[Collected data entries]
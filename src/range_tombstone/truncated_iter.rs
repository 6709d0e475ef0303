// Copyright (c) 2024-present, fjall-rs
// This source code is licensed under both the Apache 2.0 and MIT License
// (found in the LICENSE-* files in the repository)

//! Bounds a [`FragmentedTombstoneList`] to one sorted run's `[smallest,
//! largest]` file range, and hands the merging iterator file-boundary
//! sentinel keys so it knows when to stop consulting this level.

use super::FragmentedTombstoneList;
use crate::key::{InternalKey, ValueType};
use crate::SeqNo;
use std::sync::Arc;

#[derive(Clone, Copy, Debug, PartialEq, Eq)]
enum Position {
    /// Positioned at `fragments()[idx]`.
    At(usize),
    /// Ran off the left edge of the file's key range.
    BeforeFirst,
    /// Ran off the right edge of the file's key range.
    AfterLast,
}

/// Truncates a shared [`FragmentedTombstoneList`] to the `[smallest,
/// largest]` internal-key bound of one table/memtable, per §4.2.
pub struct TruncatedRangeDelIterator {
    list: Arc<FragmentedTombstoneList>,
    smallest: InternalKey,
    largest: InternalKey,
    /// `[lo, hi)` index range of fragments overlapping `[smallest, largest]`.
    usable: std::ops::Range<usize>,
    pos: Position,
}

impl TruncatedRangeDelIterator {
    /// # Panics
    /// Panics if `smallest > largest`.
    #[must_use]
    pub fn new(list: Arc<FragmentedTombstoneList>, smallest: InternalKey, largest: InternalKey) -> Self {
        assert!(smallest <= largest, "file bound must be non-empty");

        let frags = list.fragments_slice();
        let lo = frags.partition_point(|f| f.end.as_ref() <= smallest.user_key.as_ref());
        let hi = frags.partition_point(|f| f.start.as_ref() <= largest.user_key.as_ref());
        let usable = lo..hi.max(lo);

        Self {
            list,
            smallest,
            largest,
            usable,
            pos: Position::BeforeFirst,
        }
    }

    fn frags(&self) -> &[crate::range_tombstone::fragmenter::TombstoneFragment] {
        self.list.fragments_slice()
    }

    /// `true` if positioned at a real fragment (not a file-boundary sentinel).
    #[must_use]
    pub fn valid(&self) -> bool {
        matches!(self.pos, Position::At(_))
    }

    /// Seeks to the fragment covering `user_key`, or the earliest fragment
    /// ending after it if none covers it exactly; past the file's last key,
    /// positions on the `AfterLast` sentinel.
    pub fn seek(&mut self, user_key: &[u8]) {
        if user_key > self.largest.user_key.as_ref() {
            self.pos = Position::AfterLast;
            return;
        }

        let frags = self.frags();
        let candidate = frags.partition_point(|f| f.start.as_ref() <= user_key);
        let idx = if candidate > 0 && frags[candidate - 1].end.as_ref() > user_key {
            candidate - 1
        } else {
            candidate
        };

        self.pos = if idx < self.usable.start {
            if self.usable.is_empty() {
                Position::AfterLast
            } else {
                Position::At(self.usable.start)
            }
        } else if idx >= self.usable.end {
            Position::AfterLast
        } else {
            Position::At(idx)
        };
    }

    /// Seeks to the last fragment starting at or before `user_key`; before
    /// the file's first key, positions on the `BeforeFirst` sentinel.
    pub fn seek_for_prev(&mut self, user_key: &[u8]) {
        if user_key < self.smallest.user_key.as_ref() {
            self.pos = Position::BeforeFirst;
            return;
        }

        let frags = self.frags();
        let count = frags.partition_point(|f| f.start.as_ref() <= user_key);

        self.pos = if count == 0 {
            Position::BeforeFirst
        } else {
            let idx = count - 1;
            if idx >= self.usable.end {
                if self.usable.is_empty() {
                    Position::BeforeFirst
                } else {
                    Position::At(self.usable.end - 1)
                }
            } else if idx < self.usable.start {
                Position::BeforeFirst
            } else {
                Position::At(idx)
            }
        };
    }

    /// Positions on the first fragment, or the `AfterLast` sentinel if this
    /// file carries no usable tombstones.
    pub fn seek_to_first(&mut self) {
        self.pos = if self.usable.is_empty() {
            Position::AfterLast
        } else {
            Position::At(self.usable.start)
        };
    }

    /// Positions on the last fragment, or the `BeforeFirst` sentinel if this
    /// file carries no usable tombstones.
    pub fn seek_to_last(&mut self) {
        self.pos = if self.usable.is_empty() {
            Position::BeforeFirst
        } else {
            Position::At(self.usable.end - 1)
        };
    }

    /// Advances to the next fragment, or the `AfterLast` sentinel.
    pub fn next(&mut self) {
        self.pos = match self.pos {
            Position::BeforeFirst if !self.usable.is_empty() => Position::At(self.usable.start),
            Position::At(idx) if idx + 1 < self.usable.end => Position::At(idx + 1),
            _ => Position::AfterLast,
        };
    }

    /// Steps back to the previous fragment, or the `BeforeFirst` sentinel.
    pub fn prev(&mut self) {
        self.pos = match self.pos {
            Position::AfterLast if !self.usable.is_empty() => Position::At(self.usable.end - 1),
            Position::At(idx) if idx > self.usable.start => Position::At(idx - 1),
            _ => Position::BeforeFirst,
        };
    }

    /// The internal key marking the start of the current position.
    ///
    /// At a file boundary this is the sentinel [`ValueType::RangeDeletion`]
    /// key so the merging iterator can tell it apart from a real tombstone.
    #[must_use]
    pub fn start_key(&self) -> InternalKey {
        match self.pos {
            Position::At(idx) => {
                let f = &self.frags()[idx];
                let seq = self.list.stack_of(f).first().copied().unwrap_or(0);
                InternalKey::new(f.start.clone(), seq, ValueType::RangeDelete)
            }
            Position::BeforeFirst => self.smallest.clone(),
            Position::AfterLast => InternalKey::sentinel(
                self.largest.user_key.clone(),
                crate::key::MAX_SEQUENCE_NUMBER,
            ),
        }
    }

    /// The internal key marking the (exclusive) end of the current position.
    #[must_use]
    pub fn end_key(&self) -> InternalKey {
        match self.pos {
            Position::At(idx) => {
                let f = &self.frags()[idx];
                let seq = self.list.stack_of(f).first().copied().unwrap_or(0);
                InternalKey::new(f.end.clone(), seq, ValueType::RangeDelete)
            }
            Position::BeforeFirst => self.smallest.clone(),
            Position::AfterLast => InternalKey::sentinel(
                self.largest.user_key.clone(),
                crate::key::MAX_SEQUENCE_NUMBER,
            ),
        }
    }

    /// The maximum sequence number covering the current fragment, filtered
    /// to `<= read_seqno`. `None` if no covering sequence survives the
    /// snapshot filter, or the iterator isn't on a real fragment.
    #[must_use]
    pub fn seq(&self, read_seqno: SeqNo) -> Option<SeqNo> {
        match self.pos {
            Position::At(idx) => {
                let f = &self.frags()[idx];
                self.list
                    .stack_of(f)
                    .iter()
                    .copied()
                    .find(|&s| s <= read_seqno)
            }
            _ => None,
        }
    }

    /// `true` if a tombstone at the current position covers `key` at
    /// `kv_seqno`, i.e. `kv_seqno < seq(read_seqno)`.
    #[must_use]
    pub fn covers(&self, key: &[u8], kv_seqno: SeqNo, read_seqno: SeqNo) -> bool {
        let Position::At(idx) = self.pos else {
            return false;
        };
        let f = &self.frags()[idx];
        f.start.as_ref() <= key
            && key < f.end.as_ref()
            && self.seq(read_seqno).is_some_and(|s| kv_seqno < s)
    }

    /// `true` if the current tombstone spans `key` and is visible at
    /// `read_seqno`, without comparing against any particular KV's sequence.
    ///
    /// Used by the merging iterator's cascading seek, which probes a
    /// synthetic search key rather than a real entry.
    #[must_use]
    pub fn covers_probe(&self, key: &[u8], read_seqno: SeqNo) -> bool {
        let Position::At(idx) = self.pos else {
            return false;
        };
        let f = &self.frags()[idx];
        f.start.as_ref() <= key && key < f.end.as_ref() && self.seq(read_seqno).is_some()
    }
}

#[cfg(test)]
mod tests {
    use super::*;
    use crate::range_tombstone::{Fragmenter, RangeTombstone};
    use crate::UserKey;
    use test_log::test;

    fn bounds(lo: &str, hi: &str) -> (InternalKey, InternalKey) {
        (
            InternalKey::new(lo, 0, ValueType::Put),
            InternalKey::new(hi, SeqNo::MAX, ValueType::Put),
        )
    }

    fn list(tombstones: Vec<(&str, &str, SeqNo)>) -> Arc<FragmentedTombstoneList> {
        Arc::new(Fragmenter::fragment(tombstones.into_iter().map(|(s, e, seq)| {
            RangeTombstone::new(UserKey::from(s), UserKey::from(e), seq)
        })))
    }

    #[test]
    fn seek_covers_scenario_b_tombstone() {
        let list = list(vec![("p", "t", 100)]);
        let (lo, hi) = bounds("p", "t");
        let mut it = TruncatedRangeDelIterator::new(list, lo, hi);

        it.seek(b"p");
        assert!(it.valid());
        assert!(it.covers(b"p", 10, SeqNo::MAX));
        assert!(it.covers(b"q", 20, SeqNo::MAX));
        assert!(it.covers(b"s", 30, SeqNo::MAX));
        assert!(!it.covers(b"t", 5, SeqNo::MAX), "end is exclusive");
    }

    #[test]
    fn seek_past_last_key_hits_after_last_sentinel() {
        let list = list(vec![("a", "b", 1)]);
        let (lo, hi) = bounds("a", "m");
        let mut it = TruncatedRangeDelIterator::new(list, lo, hi);

        it.seek(b"z");
        assert!(!it.valid());
        assert!(it.start_key().is_sentinel());
    }

    #[test]
    fn seek_before_first_key_still_finds_covering_fragment() {
        let list = list(vec![("m", "z", 1)]);
        let (lo, hi) = bounds("a", "z");
        let mut it = TruncatedRangeDelIterator::new(list, lo, hi);

        it.seek(b"a");
        assert!(it.valid());
        assert_eq!(it.start_key().user_key.as_ref(), b"m");
    }

    #[test]
    fn next_and_prev_walk_fragments() {
        let list = list(vec![("a", "b", 1), ("c", "d", 2)]);
        let (lo, hi) = bounds("a", "z");
        let mut it = TruncatedRangeDelIterator::new(list, lo, hi);

        it.seek(b"a");
        assert_eq!(it.start_key().user_key.as_ref(), b"a");
        it.next();
        assert_eq!(it.start_key().user_key.as_ref(), b"c");
        it.next();
        assert!(!it.valid());

        it.prev();
        assert_eq!(it.start_key().user_key.as_ref(), b"c");
        it.prev();
        assert_eq!(it.start_key().user_key.as_ref(), b"a");
        it.prev();
        assert!(!it.valid());
    }

    #[test]
    fn seq_filters_by_read_snapshot() {
        let list = list(vec![("a", "z", 5), ("a", "z", 15)]);
        let (lo, hi) = bounds("a", "z");
        let mut it = TruncatedRangeDelIterator::new(list, lo, hi);

        it.seek(b"k");
        assert_eq!(it.seq(20), Some(15));
        assert_eq!(it.seq(10), Some(5));
        assert_eq!(it.seq(4), None);
    }

    #[test]
    fn truncation_excludes_fragments_outside_file_bound() {
        let list = list(vec![("a", "b", 1), ("y", "z", 2)]);
        let (lo, hi) = bounds("m", "n");
        let mut it = TruncatedRangeDelIterator::new(list, lo, hi);

        it.seek(b"m");
        assert!(!it.valid(), "neither fragment overlaps [m, n]");
    }
}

PROBLEM DETAILS: Begin with the first line of the records and finish with the line containing "to one sorted". Reproduce those lines exactly, both ends included, and nothing else.

TASK ANSWER:
filename src/range_tombstone/truncated_iter.rs
repository 6709d0e475ef0303
// Copyright (c) 2024-present, fjall-rs
// This source code is licensed under both the Apache 2.0 and MIT License
// (found in the LICENSE-* files in the repository)

//! Bounds a [`FragmentedTombstoneList`] to one sorted run's `[smallest,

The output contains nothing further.